[Given data Boundary: Start]

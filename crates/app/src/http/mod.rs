pub mod router;
pub mod routes;

use std::net::SocketAddr;

use thiserror::Error;
use tokio::net::TcpListener;

use crate::state::AppState;

#[derive(Debug, Error)]
pub enum HttpError {
    #[error("io error: {0}")]
    Io(#[from] std::io::Error),
}

pub async fn serve(addr: SocketAddr, state: AppState) -> Result<(), HttpError> {
    let router = router::build(state);
    let listener = TcpListener::bind(addr).await?;
    axum::serve(listener, router).await?;
    Ok(())
}
use std::net::SocketAddr;
use std::path::{Path, PathBuf};
use std::time::Duration;

use thiserror::Error;

use redpulse_infra::reddit::DEFAULT_BASE_URL;

const DEFAULT_HTTP_ADDR: &str = "127.0.0.1:8080";
const DEFAULT_USERNAME: &str = "Bulky-Possibility216";
const DEFAULT_USER_AGENT: &str = "RedditAnalytics/1.0 (redpulse)";
const DEFAULT_POLL_INTERVAL_SECS: u64 = 1800;
const DEFAULT_REQUEST_TIMEOUT_SECS: u64 = 15;

#[derive(Debug, Clone)]
pub struct AppConfig {
    pub http_addr: SocketAddr,
    pub username: String,
    pub reddit_base_url: String,
    pub user_agent: String,
    pub poll_interval: Duration,
    pub request_timeout: Duration,
    pub snapshot_path: Option<PathBuf>,
    pub keyword_pattern: Option<String>,
    pub cors_allow_origins: Vec<String>,
}

#[derive(Debug, Error)]
pub enum ConfigError {
    #[error("invalid socket address: {0}")]
    InvalidSocket(String),
    #[error("invalid integer for {0}: {1}")]
    InvalidNumber(&'static str, String),
    #[error("invalid value for {0}: {1}")]
    InvalidValue(&'static str, String),
}

impl AppConfig {
    pub fn from_env() -> Result<Self, ConfigError> {
        let http_addr_raw = read_string("REDPULSE_HTTP_ADDR", DEFAULT_HTTP_ADDR);
        let http_addr = http_addr_raw
            .parse()
            .map_err(|_| ConfigError::InvalidSocket(http_addr_raw.clone()))?;
        let username = read_string("REDPULSE_USERNAME", DEFAULT_USERNAME)
            .trim()
            .trim_start_matches("u/")
            .to_string();
        if !is_valid_username(&username) {
            return Err(ConfigError::InvalidValue("REDPULSE_USERNAME", username));
        }
        let reddit_base_url = read_string("REDPULSE_REDDIT_BASE_URL", DEFAULT_BASE_URL);
        if !reddit_base_url.starts_with("http://") && !reddit_base_url.starts_with("https://") {
            return Err(ConfigError::InvalidValue(
                "REDPULSE_REDDIT_BASE_URL",
                reddit_base_url,
            ));
        }
        let user_agent = read_string("REDPULSE_USER_AGENT", DEFAULT_USER_AGENT);
        if user_agent.trim().is_empty() {
            return Err(ConfigError::InvalidValue("REDPULSE_USER_AGENT", user_agent));
        }
        let poll_interval_secs =
            read_u64("REDPULSE_POLL_INTERVAL_SECS", DEFAULT_POLL_INTERVAL_SECS)?;
        if poll_interval_secs == 0 {
            return Err(ConfigError::InvalidValue(
                "REDPULSE_POLL_INTERVAL_SECS",
                poll_interval_secs.to_string(),
            ));
        }
        let request_timeout_secs =
            read_u64("REDPULSE_REQUEST_TIMEOUT_SECS", DEFAULT_REQUEST_TIMEOUT_SECS)?;
        let snapshot_path = read_optional_string("REDPULSE_SNAPSHOT_PATH").map(PathBuf::from);
        let keyword_pattern = read_optional_string("REDPULSE_KEYWORD_PATTERN");
        let cors_allow_origins = read_optional_string("REDPULSE_CORS_ALLOW_ORIGINS")
            .map(|raw| parse_origins(&raw))
            .unwrap_or_default();

        Ok(Self {
            http_addr,
            username,
            reddit_base_url,
            user_agent,
            poll_interval: Duration::from_secs(poll_interval_secs),
            request_timeout: Duration::from_secs(request_timeout_secs),
            snapshot_path,
            keyword_pattern,
            cors_allow_origins,
        })
    }
}

impl Default for AppConfig {
    fn default() -> Self {
        Self {
            http_addr: SocketAddr::from(([127, 0, 0, 1], 8080)),
            username: DEFAULT_USERNAME.to_string(),
            reddit_base_url: DEFAULT_BASE_URL.to_string(),
            user_agent: DEFAULT_USER_AGENT.to_string(),
            poll_interval: Duration::from_secs(DEFAULT_POLL_INTERVAL_SECS),
            request_timeout: Duration::from_secs(DEFAULT_REQUEST_TIMEOUT_SECS),
            snapshot_path: None,
            keyword_pattern: None,
            cors_allow_origins: Vec::new(),
        }
    }
}

pub fn load_dotenv() -> Result<(), std::io::Error> {
    let path = Path::new(".env");
    if !path.exists() {
        return Ok(());
    }
    let contents = std::fs::read_to_string(path)?;
    for (key, value) in parse_dotenv(&contents) {
        if std::env::var_os(&key).is_none() {
            // Safety: runs before any task is spawned, so nothing reads the
            // environment concurrently.
            unsafe {
                std::env::set_var(key, value);
            }
        }
    }
    Ok(())
}

fn read_string(key: &'static str, default: &'static str) -> String {
    std::env::var(key).unwrap_or_else(|_| default.to_string())
}

fn read_u64(key: &'static str, default: u64) -> Result<u64, ConfigError> {
    let raw = std::env::var(key).unwrap_or_else(|_| default.to_string());
    raw.trim()
        .parse()
        .map_err(|_| ConfigError::InvalidNumber(key, raw))
}

fn read_optional_string(key: &'static str) -> Option<String> {
    let value = std::env::var(key).unwrap_or_default();
    let trimmed = value.trim();
    if trimmed.is_empty() {
        None
    } else {
        Some(trimmed.to_string())
    }
}

fn is_valid_username(value: &str) -> bool {
    !value.is_empty()
        && value
            .chars()
            .all(|ch| ch.is_ascii_alphanumeric() || ch == '-' || ch == '_')
}

fn parse_origins(raw: &str) -> Vec<String> {
    raw.split(',')
        .map(str::trim)
        .filter(|origin| !origin.is_empty())
        .map(str::to_string)
        .collect()
}

fn parse_dotenv(contents: &str) -> Vec<(String, String)> {
    contents
        .lines()
        .filter_map(parse_dotenv_line)
        .collect()
}

fn parse_dotenv_line(line: &str) -> Option<(String, String)> {
    let trimmed = line.trim();
    if trimmed.is_empty() || trimmed.starts_with('#') {
        return None;
    }
    let trimmed = trimmed.strip_prefix("export ").unwrap_or(trimmed);
    let (key, value) = trimmed.split_once('=')?;
    let key = key.trim();
    if key.is_empty() {
        return None;
    }
    let value = parse_dotenv_value(value.trim());
    Some((key.to_string(), value))
}

fn parse_dotenv_value(value: &str) -> String {
    if let Some(stripped) = value.strip_prefix('"').and_then(|inner| inner.strip_suffix('"')) {
        return unescape_double_quoted(stripped);
    }
    if let Some(stripped) = value.strip_prefix('\'').and_then(|inner| inner.strip_suffix('\'')) {
        return stripped.to_string();
    }
    value.to_string()
}

fn unescape_double_quoted(value: &str) -> String {
    let mut output = String::with_capacity(value.len());
    let mut chars = value.chars();
    while let Some(ch) = chars.next() {
        if ch == '\\' {
            match chars.next() {
                Some('n') => output.push('\n'),
                Some('r') => output.push('\r'),
                Some('t') => output.push('\t'),
                Some('\\') => output.push('\\'),
                Some('"') => output.push('"'),
                Some(other) => {
                    output.push('\\');
                    output.push(other);
                }
                None => output.push('\\'),
            }
        } else {
            output.push(ch);
        }
    }
    output
}
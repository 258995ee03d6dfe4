use serde::Deserialize;

use redpulse_core::domain::activity::{Comment, Post};
use redpulse_core::domain::keyword::KeywordMatcher;

#[derive(Debug, Deserialize)]
pub(crate) struct Listing {
    pub data: ListingData,
}

#[derive(Debug, Deserialize)]
pub(crate) struct ListingData {
    #[serde(default)]
    pub children: Vec<ListingChild>,
    #[serde(default)]
    pub after: Option<String>,
}

#[derive(Debug, Deserialize)]
pub(crate) struct ListingChild {
    pub kind: String,
    #[serde(default)]
    pub data: serde_json::Value,
}

#[derive(Debug, Deserialize)]
pub(crate) struct RawPost {
    id: String,
    #[serde(default)]
    title: Option<String>,
    subreddit: String,
    #[serde(default)]
    score: i64,
    #[serde(default)]
    num_comments: i64,
    created_utc: f64,
    #[serde(default)]
    selftext: Option<String>,
    permalink: String,
}

#[derive(Debug, Deserialize)]
pub(crate) struct RawComment {
    id: String,
    subreddit: String,
    #[serde(default)]
    score: i64,
    #[serde(default)]
    body: Option<String>,
    created_utc: f64,
    #[serde(default)]
    link_title: Option<String>,
    permalink: String,
}

impl RawPost {
    pub fn into_post(self, matcher: &KeywordMatcher) -> Post {
        let title = self.title.unwrap_or_default();
        let selftext = self.selftext.unwrap_or_default();
        let mentions_keyword = matcher.matches_post(&title, &selftext);
        Post {
            id: self.id,
            title,
            subreddit: self.subreddit,
            score: self.score,
            num_comments: self.num_comments,
            created_utc: self.created_utc as i64,
            selftext,
            permalink: self.permalink,
            mentions_keyword,
        }
    }
}

impl RawComment {
    pub fn into_comment(self, matcher: &KeywordMatcher) -> Comment {
        let body = self.body.unwrap_or_default();
        let mentions_keyword = matcher.matches_comment(&body);
        Comment {
            id: self.id,
            subreddit: self.subreddit,
            score: self.score,
            body,
            created_utc: self.created_utc as i64,
            link_title: self.link_title.unwrap_or_default(),
            permalink: self.permalink,
            mentions_keyword,
        }
    }
}
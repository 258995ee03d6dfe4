use serde::{Deserialize, Serialize};

pub const REDDIT_ORIGIN: &str = "https://www.reddit.com";

#[derive(Debug, Clone, PartialEq, Eq, Serialize, Deserialize)]
#[serde(rename_all = "camelCase")]
pub struct Post {
    pub id: String,
    pub title: String,
    pub subreddit: String,
    pub score: i64,
    // Replies the post received upstream, not the comments fetched here.
    pub num_comments: i64,
    // Epoch seconds.
    pub created_utc: i64,
    pub selftext: String,
    pub permalink: String,
    pub mentions_keyword: bool,
}

#[derive(Debug, Clone, PartialEq, Eq, Serialize, Deserialize)]
#[serde(rename_all = "camelCase")]
pub struct Comment {
    pub id: String,
    pub subreddit: String,
    pub score: i64,
    pub body: String,
    // Epoch seconds.
    pub created_utc: i64,
    pub link_title: String,
    pub permalink: String,
    pub mentions_keyword: bool,
}

#[derive(Debug, Clone, PartialEq, Eq, Default, Serialize, Deserialize)]
#[serde(rename_all = "camelCase")]
pub struct Snapshot {
    pub posts: Vec<Post>,
    pub comments: Vec<Comment>,
    // Epoch milliseconds.
    pub fetched_at: i64,
}

impl Post {
    pub fn external_url(&self) -> String {
        external_url(&self.permalink)
    }
}

impl Comment {
    pub fn external_url(&self) -> String {
        external_url(&self.permalink)
    }
}

impl Snapshot {
    pub fn is_empty(&self) -> bool {
        self.posts.is_empty() && self.comments.is_empty()
    }
}

fn external_url(permalink: &str) -> String {
    if permalink.starts_with("http://") || permalink.starts_with("https://") {
        return permalink.to_string();
    }
    format!("{REDDIT_ORIGIN}{permalink}")
}

#[cfg(test)]
mod tests {
    use super::*;

    fn sample() -> Snapshot {
        Snapshot {
            posts: vec![Post {
                id: "abc".to_string(),
                title: "Hello".to_string(),
                subreddit: "rust".to_string(),
                score: -3,
                num_comments: 12,
                created_utc: 1_700_000_123,
                selftext: String::new(),
                permalink: "/r/rust/comments/abc/hello/".to_string(),
                mentions_keyword: true,
            }],
            comments: vec![Comment {
                id: "def".to_string(),
                subreddit: "golang".to_string(),
                score: 7,
                body: "nice \"quote\"\nnext line".to_string(),
                created_utc: 1_700_000_000,
                link_title: "Parent".to_string(),
                permalink: "/r/golang/comments/x/y/def/".to_string(),
                mentions_keyword: false,
            }],
            fetched_at: 1_700_000_999_123,
        }
    }

    #[test]
    fn snapshot_json_round_trip() {
        let snapshot = sample();
        let json = serde_json::to_string(&snapshot).unwrap();
        let decoded: Snapshot = serde_json::from_str(&json).unwrap();
        assert_eq!(decoded, snapshot);
    }

    #[test]
    fn snapshot_uses_camel_case_wire_names() {
        let value = serde_json::to_value(sample()).unwrap();
        assert_eq!(value["fetchedAt"], 1_700_000_999_123_i64);
        assert_eq!(value["posts"][0]["numComments"], 12);
        assert_eq!(value["posts"][0]["createdUtc"], 1_700_000_123);
        assert_eq!(value["posts"][0]["mentionsKeyword"], true);
        assert_eq!(value["comments"][0]["linkTitle"], "Parent");
    }

    #[test]
    fn external_url_prefixes_relative_permalink() {
        let snapshot = sample();
        assert_eq!(
            snapshot.posts[0].external_url(),
            "https://www.reddit.com/r/rust/comments/abc/hello/"
        );
    }
}
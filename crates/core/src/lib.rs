pub mod domain;
pub mod error;
pub mod types;
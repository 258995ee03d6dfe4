pub mod cron;
pub mod dashboard;
pub mod health;
pub mod reddit;
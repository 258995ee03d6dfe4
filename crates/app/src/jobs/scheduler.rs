use std::future::Future;
use std::time::Duration;

use tokio::time::{interval, sleep, MissedTickBehavior};
use tracing::warn;

use crate::jobs::JobError;

const ERROR_BACKOFF: Duration = Duration::from_secs(30);

pub async fn run_interval<F, Fut>(
    name: &'static str,
    interval_duration: Duration,
    mut job: F,
) -> Result<(), JobError>
where
    F: FnMut() -> Fut,
    Fut: Future<Output = Result<(), JobError>>,
{
    let mut ticker = interval(interval_duration);
    ticker.set_missed_tick_behavior(MissedTickBehavior::Delay);
    loop {
        ticker.tick().await;
        if let Err(err) = job().await {
            warn!(error = %err, job = name, "job execution failed");
            sleep(ERROR_BACKOFF).await;
        }
    }
}

#[cfg(test)]
mod tests {
    use std::sync::atomic::{AtomicUsize, Ordering};
    use std::sync::Arc;
    use std::time::Duration;

    use super::run_interval;

    #[tokio::test(start_paused = true)]
    async fn first_tick_runs_immediately_then_on_interval() {
        let runs = Arc::new(AtomicUsize::new(0));
        let counter = Arc::clone(&runs);
        let task = tokio::spawn(run_interval("test", Duration::from_secs(60), move || {
            let counter = Arc::clone(&counter);
            async move {
                counter.fetch_add(1, Ordering::SeqCst);
                Ok(())
            }
        }));

        tokio::time::sleep(Duration::from_secs(1)).await;
        assert_eq!(runs.load(Ordering::SeqCst), 1);
        tokio::time::sleep(Duration::from_secs(60)).await;
        assert_eq!(runs.load(Ordering::SeqCst), 2);
        task.abort();
    }
}
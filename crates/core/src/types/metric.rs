use serde::Serialize;

use crate::error::CoreError;

#[derive(Debug, Clone, Copy, PartialEq, Eq, Default, Serialize)]
#[serde(rename_all = "lowercase")]
pub enum Metric {
    #[default]
    Upvotes,
    Comments,
    // No impression data is exposed upstream; ranks like `Upvotes`.
    Impressions,
}

impl Metric {
    pub fn parse(input: &str) -> Result<Self, CoreError> {
        match input.trim().to_ascii_lowercase().as_str() {
            "upvotes" => Ok(Metric::Upvotes),
            "comments" => Ok(Metric::Comments),
            "impressions" => Ok(Metric::Impressions),
            other => Err(CoreError::InvalidMetric(other.to_string())),
        }
    }
}
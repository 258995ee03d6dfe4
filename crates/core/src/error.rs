use thiserror::Error;

#[derive(Debug, Error)]
pub enum CoreError {
    #[error("invalid time range: {0}")]
    InvalidTimeRange(String),
    #[error("invalid metric: {0}")]
    InvalidMetric(String),
    #[error("invalid keyword pattern: {0}")]
    InvalidKeywordPattern(#[from] regex::Error),
}
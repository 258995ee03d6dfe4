mod cli;
mod config;
mod http;
mod jobs;
mod state;
mod wiring;

use clap::Parser;
use thiserror::Error;
use tracing::{error, info, warn};
use tracing_subscriber::EnvFilter;

use crate::cli::{Cli, Mode};
use crate::config::ConfigError;
use crate::http::HttpError;
use crate::jobs::tasks::snapshot_refresh;
use crate::jobs::JobError;
use crate::wiring::WiringError;

#[derive(Debug, Error)]
pub enum AppError {
    #[error("config error: {0}")]
    Config(#[from] ConfigError),
    #[error("invalid cli: {0}")]
    InvalidCli(String),
    #[error("wiring error: {0}")]
    Wiring(#[from] WiringError),
    #[error("http error: {0}")]
    Http(#[from] HttpError),
    #[error("job error: {0}")]
    Jobs(#[from] JobError),
    #[error("io error: {0}")]
    Io(#[from] std::io::Error),
    #[error("task join error: {0}")]
    Join(#[from] tokio::task::JoinError),
}

#[tokio::main]
async fn main() -> Result<(), AppError> {
    let env_filter = EnvFilter::try_from_default_env().unwrap_or_else(|_| EnvFilter::new("info"));
    tracing_subscriber::fmt().with_env_filter(env_filter).init();

    let cli = Cli::parse();
    config::load_dotenv()?;
    let config = config::AppConfig::from_env()?;

    if cli.mode == Mode::Scrape {
        let out = cli
            .out
            .clone()
            .or_else(|| config.snapshot_path.clone())
            .ok_or_else(|| {
                AppError::InvalidCli("scrape requires --out or REDPULSE_SNAPSHOT_PATH".to_string())
            })?;
        let state = wiring::build_state(config)?;
        if let Err(err) = snapshot_refresh::scrape(&state, &out).await {
            error!(error = %err, "scrape failed");
            return Err(err.into());
        }
        return Ok(());
    }
    if cli.out.is_some() {
        return Err(AppError::InvalidCli("--out is only valid with --mode scrape".to_string()));
    }

    let state = wiring::build_state(config)?;
    if let Err(err) = snapshot_refresh::restore(&state).await {
        warn!(error = %err, "stored snapshot could not be restored; starting empty");
    }

    let mut api_task = None;
    let mut worker_task = None;

    if cli.mode.run_api() {
        let addr = state.config.http_addr;
        let http_state = state.clone();
        api_task = Some(tokio::spawn(async move {
            info!(%addr, "http server starting");
            http::serve(addr, http_state).await
        }));
    }

    if cli.mode.run_worker() {
        let worker_state = state.clone();
        worker_task = Some(tokio::spawn(async move {
            info!(username = %worker_state.config.username, "worker scheduler starting");
            jobs::start(worker_state).await
        }));
    }

    let shutdown = shutdown_signal();

    match (api_task, worker_task) {
        (Some(api), Some(worker)) => {
            tokio::select! {
                _ = shutdown => {
                    info!("shutdown signal received");
                }
                res = api => {
                    res??;
                }
                res = worker => {
                    res??;
                }
            }
        }
        (Some(api), None) => {
            tokio::select! {
                _ = shutdown => {
                    info!("shutdown signal received");
                }
                res = api => {
                    res??;
                }
            }
        }
        (None, Some(worker)) => {
            tokio::select! {
                _ = shutdown => {
                    info!("shutdown signal received");
                }
                res = worker => {
                    res??;
                }
            }
        }
        (None, None) => {
            info!("no mode selected; exiting");
        }
    }

    Ok(())
}

async fn shutdown_signal() {
    if let Err(err) = tokio::signal::ctrl_c().await {
        error!(error = %err, "failed to install ctrl-c handler");
    }
}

[Given data Boundary: End]

## Try it:
Every line above that holds the string "await" counts once. State how many such lines there are, as a number alone.

## Result:
12